RECORDED DATA ▸
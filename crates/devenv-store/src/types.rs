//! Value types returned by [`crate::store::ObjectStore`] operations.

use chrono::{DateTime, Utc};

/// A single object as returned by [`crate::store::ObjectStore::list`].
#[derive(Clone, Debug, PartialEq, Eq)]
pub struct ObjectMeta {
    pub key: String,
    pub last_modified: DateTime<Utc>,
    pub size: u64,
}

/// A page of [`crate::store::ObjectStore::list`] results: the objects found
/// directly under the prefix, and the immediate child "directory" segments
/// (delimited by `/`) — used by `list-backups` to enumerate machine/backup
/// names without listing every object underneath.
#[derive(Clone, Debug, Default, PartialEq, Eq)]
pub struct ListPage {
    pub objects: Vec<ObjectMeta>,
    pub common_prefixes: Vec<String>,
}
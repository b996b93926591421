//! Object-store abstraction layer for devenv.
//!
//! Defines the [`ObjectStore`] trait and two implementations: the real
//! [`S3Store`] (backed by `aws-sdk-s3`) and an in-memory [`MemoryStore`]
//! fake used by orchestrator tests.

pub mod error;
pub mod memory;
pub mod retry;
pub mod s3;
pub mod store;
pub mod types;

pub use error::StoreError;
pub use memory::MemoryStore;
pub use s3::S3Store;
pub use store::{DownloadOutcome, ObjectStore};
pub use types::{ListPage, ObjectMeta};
==
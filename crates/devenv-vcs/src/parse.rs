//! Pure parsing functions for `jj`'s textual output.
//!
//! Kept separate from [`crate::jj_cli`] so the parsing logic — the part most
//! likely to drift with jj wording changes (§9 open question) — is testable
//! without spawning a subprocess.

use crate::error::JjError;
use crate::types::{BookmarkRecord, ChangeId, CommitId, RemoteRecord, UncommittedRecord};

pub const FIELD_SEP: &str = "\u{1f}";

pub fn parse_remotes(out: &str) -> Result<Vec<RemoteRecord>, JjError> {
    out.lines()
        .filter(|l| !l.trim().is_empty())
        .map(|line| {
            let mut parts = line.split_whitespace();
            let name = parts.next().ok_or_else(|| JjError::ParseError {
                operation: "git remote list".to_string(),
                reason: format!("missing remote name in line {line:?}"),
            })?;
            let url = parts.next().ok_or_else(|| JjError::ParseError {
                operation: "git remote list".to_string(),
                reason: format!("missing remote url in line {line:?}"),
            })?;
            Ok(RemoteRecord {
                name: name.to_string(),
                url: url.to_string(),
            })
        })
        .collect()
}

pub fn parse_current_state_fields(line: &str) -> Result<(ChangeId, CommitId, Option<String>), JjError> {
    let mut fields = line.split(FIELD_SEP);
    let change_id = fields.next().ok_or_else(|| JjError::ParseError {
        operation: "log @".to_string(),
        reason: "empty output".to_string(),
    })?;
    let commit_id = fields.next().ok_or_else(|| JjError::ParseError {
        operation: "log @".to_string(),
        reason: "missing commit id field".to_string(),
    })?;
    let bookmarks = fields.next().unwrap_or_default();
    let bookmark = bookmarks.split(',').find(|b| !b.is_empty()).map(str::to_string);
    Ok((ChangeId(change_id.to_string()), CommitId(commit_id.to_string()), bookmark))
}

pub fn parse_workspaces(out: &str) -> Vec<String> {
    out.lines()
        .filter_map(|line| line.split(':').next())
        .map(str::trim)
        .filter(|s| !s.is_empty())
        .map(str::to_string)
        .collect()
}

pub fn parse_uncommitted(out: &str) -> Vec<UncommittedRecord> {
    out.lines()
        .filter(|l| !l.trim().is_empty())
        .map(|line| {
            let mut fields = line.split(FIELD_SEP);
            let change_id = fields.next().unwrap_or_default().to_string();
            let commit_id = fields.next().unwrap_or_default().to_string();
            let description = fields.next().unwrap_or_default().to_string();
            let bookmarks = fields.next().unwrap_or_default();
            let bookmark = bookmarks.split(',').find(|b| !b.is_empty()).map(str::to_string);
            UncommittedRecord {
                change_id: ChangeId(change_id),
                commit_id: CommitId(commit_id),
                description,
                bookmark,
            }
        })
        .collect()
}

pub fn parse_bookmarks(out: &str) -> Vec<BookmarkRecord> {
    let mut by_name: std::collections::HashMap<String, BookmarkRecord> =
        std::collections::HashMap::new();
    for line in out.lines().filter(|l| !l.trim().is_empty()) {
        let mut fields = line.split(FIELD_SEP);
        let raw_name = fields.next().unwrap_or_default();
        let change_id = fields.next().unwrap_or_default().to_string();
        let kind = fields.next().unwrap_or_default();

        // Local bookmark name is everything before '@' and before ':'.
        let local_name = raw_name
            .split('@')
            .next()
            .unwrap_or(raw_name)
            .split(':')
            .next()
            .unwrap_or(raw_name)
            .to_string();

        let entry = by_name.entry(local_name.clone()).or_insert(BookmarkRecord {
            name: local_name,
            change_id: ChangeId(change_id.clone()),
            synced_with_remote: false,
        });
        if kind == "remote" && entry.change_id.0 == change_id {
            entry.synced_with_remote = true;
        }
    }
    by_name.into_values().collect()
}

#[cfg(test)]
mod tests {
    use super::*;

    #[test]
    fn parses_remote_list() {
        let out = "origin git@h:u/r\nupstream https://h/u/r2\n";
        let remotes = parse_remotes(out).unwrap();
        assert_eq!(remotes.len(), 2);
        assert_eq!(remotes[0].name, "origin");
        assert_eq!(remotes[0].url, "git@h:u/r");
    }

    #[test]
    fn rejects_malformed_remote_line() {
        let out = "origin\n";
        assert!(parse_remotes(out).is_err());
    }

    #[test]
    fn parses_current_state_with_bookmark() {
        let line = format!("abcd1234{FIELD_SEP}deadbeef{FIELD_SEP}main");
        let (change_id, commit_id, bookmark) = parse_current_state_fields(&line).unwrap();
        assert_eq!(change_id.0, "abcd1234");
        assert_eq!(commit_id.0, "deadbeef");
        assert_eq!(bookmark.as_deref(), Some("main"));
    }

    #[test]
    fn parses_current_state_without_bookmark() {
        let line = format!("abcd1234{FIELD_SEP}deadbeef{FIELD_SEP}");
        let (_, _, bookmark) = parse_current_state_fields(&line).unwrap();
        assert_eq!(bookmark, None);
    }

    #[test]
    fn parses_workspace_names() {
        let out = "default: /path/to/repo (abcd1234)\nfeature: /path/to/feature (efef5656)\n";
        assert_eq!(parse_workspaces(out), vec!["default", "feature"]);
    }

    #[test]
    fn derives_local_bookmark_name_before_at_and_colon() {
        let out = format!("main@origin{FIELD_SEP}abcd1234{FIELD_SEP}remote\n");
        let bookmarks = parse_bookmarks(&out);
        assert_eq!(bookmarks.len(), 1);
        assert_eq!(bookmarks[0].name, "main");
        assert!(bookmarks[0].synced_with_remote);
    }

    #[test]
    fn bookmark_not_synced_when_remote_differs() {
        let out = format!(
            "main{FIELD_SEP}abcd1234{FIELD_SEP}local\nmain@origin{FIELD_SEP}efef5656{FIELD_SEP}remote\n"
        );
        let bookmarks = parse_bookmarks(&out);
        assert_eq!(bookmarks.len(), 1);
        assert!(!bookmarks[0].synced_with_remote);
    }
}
* * *
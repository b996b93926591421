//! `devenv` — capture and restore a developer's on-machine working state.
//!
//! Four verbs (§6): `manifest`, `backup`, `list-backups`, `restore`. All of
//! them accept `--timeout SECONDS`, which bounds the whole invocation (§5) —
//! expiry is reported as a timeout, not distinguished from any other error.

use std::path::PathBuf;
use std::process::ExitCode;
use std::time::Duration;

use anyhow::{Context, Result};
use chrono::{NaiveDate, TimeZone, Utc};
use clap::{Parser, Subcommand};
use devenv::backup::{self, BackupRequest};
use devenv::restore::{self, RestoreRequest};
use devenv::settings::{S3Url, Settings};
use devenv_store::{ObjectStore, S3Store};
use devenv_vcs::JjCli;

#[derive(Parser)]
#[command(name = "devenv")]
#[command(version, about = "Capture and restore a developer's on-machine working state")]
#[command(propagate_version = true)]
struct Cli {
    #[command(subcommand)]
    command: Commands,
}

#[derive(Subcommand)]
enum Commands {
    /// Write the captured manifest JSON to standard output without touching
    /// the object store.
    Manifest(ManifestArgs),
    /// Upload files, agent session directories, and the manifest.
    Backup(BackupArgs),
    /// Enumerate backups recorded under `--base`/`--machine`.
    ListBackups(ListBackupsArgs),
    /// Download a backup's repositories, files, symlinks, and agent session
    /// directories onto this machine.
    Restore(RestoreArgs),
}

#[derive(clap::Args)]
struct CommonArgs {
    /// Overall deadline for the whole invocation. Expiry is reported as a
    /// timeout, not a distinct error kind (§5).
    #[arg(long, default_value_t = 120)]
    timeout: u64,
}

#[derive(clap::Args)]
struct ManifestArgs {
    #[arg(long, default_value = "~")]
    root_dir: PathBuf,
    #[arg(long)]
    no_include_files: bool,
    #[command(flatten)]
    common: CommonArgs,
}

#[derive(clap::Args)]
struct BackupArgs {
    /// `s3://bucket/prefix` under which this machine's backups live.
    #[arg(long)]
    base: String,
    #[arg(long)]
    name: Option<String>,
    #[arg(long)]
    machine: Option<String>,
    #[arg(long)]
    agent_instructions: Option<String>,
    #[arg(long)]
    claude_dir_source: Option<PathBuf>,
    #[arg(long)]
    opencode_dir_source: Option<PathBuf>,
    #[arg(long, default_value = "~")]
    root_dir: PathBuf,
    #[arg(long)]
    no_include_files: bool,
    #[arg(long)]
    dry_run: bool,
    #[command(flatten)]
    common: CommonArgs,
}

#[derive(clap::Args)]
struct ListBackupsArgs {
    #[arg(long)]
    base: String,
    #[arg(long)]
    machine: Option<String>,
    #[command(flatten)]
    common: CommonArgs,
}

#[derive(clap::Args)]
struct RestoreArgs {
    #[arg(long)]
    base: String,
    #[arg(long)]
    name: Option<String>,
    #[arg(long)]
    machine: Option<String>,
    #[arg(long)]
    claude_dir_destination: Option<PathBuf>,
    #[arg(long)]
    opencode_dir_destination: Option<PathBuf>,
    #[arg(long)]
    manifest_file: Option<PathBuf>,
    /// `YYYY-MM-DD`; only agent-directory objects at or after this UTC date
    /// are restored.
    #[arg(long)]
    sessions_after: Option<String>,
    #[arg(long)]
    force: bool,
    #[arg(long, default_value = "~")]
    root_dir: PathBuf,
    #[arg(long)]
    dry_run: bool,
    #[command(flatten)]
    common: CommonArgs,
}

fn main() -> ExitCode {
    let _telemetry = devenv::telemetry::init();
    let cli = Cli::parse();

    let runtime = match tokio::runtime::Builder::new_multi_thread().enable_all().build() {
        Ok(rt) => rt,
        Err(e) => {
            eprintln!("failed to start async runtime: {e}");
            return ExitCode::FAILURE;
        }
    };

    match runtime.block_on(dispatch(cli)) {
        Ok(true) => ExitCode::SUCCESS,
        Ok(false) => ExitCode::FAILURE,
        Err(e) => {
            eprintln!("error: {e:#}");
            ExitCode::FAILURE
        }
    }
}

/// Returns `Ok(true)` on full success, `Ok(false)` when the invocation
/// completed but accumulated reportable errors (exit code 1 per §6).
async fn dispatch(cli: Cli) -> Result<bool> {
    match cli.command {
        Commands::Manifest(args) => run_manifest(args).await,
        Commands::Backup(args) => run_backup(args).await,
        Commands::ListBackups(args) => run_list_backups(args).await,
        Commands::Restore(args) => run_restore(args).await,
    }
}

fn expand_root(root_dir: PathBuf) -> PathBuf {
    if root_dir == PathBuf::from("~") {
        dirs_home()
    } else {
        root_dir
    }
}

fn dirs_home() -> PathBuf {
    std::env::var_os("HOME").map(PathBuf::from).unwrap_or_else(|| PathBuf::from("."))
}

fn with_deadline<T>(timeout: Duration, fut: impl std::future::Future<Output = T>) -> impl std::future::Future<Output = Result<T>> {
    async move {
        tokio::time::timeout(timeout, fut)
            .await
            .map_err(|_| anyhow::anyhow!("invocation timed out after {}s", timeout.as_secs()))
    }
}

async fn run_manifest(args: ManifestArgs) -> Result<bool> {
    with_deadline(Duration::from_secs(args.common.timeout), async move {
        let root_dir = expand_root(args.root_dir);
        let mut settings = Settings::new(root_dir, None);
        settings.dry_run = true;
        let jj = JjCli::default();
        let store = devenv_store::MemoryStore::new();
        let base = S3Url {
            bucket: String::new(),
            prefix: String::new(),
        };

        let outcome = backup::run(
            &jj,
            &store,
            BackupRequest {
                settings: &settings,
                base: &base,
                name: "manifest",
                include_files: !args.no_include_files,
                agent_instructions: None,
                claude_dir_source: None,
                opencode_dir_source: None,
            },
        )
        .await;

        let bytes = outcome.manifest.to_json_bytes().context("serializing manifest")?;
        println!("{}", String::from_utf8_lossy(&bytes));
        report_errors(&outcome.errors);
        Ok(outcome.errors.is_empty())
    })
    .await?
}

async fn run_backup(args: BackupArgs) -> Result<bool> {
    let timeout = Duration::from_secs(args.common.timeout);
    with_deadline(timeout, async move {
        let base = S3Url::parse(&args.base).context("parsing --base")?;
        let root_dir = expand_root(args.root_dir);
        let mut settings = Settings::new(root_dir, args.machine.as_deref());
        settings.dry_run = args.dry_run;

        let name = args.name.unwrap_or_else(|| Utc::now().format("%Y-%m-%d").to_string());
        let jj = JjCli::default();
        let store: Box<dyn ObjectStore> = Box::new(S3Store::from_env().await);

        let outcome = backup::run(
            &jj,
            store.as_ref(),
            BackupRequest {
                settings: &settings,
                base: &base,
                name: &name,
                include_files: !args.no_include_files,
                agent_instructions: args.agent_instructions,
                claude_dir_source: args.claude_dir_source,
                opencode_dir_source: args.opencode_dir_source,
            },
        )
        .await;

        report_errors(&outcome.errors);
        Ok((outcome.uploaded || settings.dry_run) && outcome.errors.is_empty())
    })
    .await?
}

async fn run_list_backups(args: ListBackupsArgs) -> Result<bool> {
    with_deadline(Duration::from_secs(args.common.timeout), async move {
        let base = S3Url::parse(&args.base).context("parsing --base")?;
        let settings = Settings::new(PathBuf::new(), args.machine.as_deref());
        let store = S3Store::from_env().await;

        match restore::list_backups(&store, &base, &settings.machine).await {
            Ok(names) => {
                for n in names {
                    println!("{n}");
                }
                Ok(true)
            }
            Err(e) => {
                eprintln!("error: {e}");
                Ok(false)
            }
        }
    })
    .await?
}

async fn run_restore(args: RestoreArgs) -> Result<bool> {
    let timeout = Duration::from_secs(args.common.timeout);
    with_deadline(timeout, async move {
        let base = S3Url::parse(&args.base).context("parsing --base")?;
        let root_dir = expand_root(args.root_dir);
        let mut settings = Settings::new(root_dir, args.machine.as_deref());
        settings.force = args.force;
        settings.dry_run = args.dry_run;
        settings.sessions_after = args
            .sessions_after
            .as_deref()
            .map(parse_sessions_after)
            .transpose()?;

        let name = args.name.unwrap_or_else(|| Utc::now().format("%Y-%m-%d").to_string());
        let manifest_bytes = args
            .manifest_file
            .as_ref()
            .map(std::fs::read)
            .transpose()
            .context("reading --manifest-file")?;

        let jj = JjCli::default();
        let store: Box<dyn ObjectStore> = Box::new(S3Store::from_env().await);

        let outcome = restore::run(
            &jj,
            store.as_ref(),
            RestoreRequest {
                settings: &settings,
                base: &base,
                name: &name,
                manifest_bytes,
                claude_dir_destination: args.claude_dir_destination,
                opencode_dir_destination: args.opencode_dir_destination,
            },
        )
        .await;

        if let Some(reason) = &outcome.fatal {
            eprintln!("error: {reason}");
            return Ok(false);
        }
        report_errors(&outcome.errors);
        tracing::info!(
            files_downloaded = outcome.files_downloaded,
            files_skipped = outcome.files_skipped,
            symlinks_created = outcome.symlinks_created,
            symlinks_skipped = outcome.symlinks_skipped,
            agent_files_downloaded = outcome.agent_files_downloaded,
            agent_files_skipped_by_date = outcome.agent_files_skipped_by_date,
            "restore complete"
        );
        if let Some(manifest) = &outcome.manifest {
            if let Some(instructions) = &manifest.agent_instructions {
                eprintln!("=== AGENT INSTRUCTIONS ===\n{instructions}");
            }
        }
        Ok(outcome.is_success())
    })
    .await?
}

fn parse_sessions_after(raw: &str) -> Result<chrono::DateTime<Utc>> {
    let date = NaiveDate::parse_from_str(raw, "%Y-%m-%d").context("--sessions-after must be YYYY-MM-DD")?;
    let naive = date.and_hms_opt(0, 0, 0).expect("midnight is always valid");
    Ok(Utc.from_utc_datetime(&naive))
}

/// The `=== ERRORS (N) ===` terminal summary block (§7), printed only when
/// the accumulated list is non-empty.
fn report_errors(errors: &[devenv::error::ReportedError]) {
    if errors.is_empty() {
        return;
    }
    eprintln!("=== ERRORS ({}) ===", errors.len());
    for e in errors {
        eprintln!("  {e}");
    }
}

REQUIRED ACTION ▸ Of the lines above, output exactly those from the line bearing "filename crates/devenv-store/src/types.rs" through the line bearing "the objects found", inclusive.

YOUR SOLUTION ▸
filename crates/devenv-store/src/types.rs
//! Value types returned by [`crate::store::ObjectStore`] operations.

use chrono::{DateTime, Utc};

/// A single object as returned by [`crate::store::ObjectStore::list`].
#[derive(Clone, Debug, PartialEq, Eq)]
pub struct ObjectMeta {
    pub key: String,
    pub last_modified: DateTime<Utc>,
    pub size: u64,
}

/// A page of [`crate::store::ObjectStore::list`] results: the objects found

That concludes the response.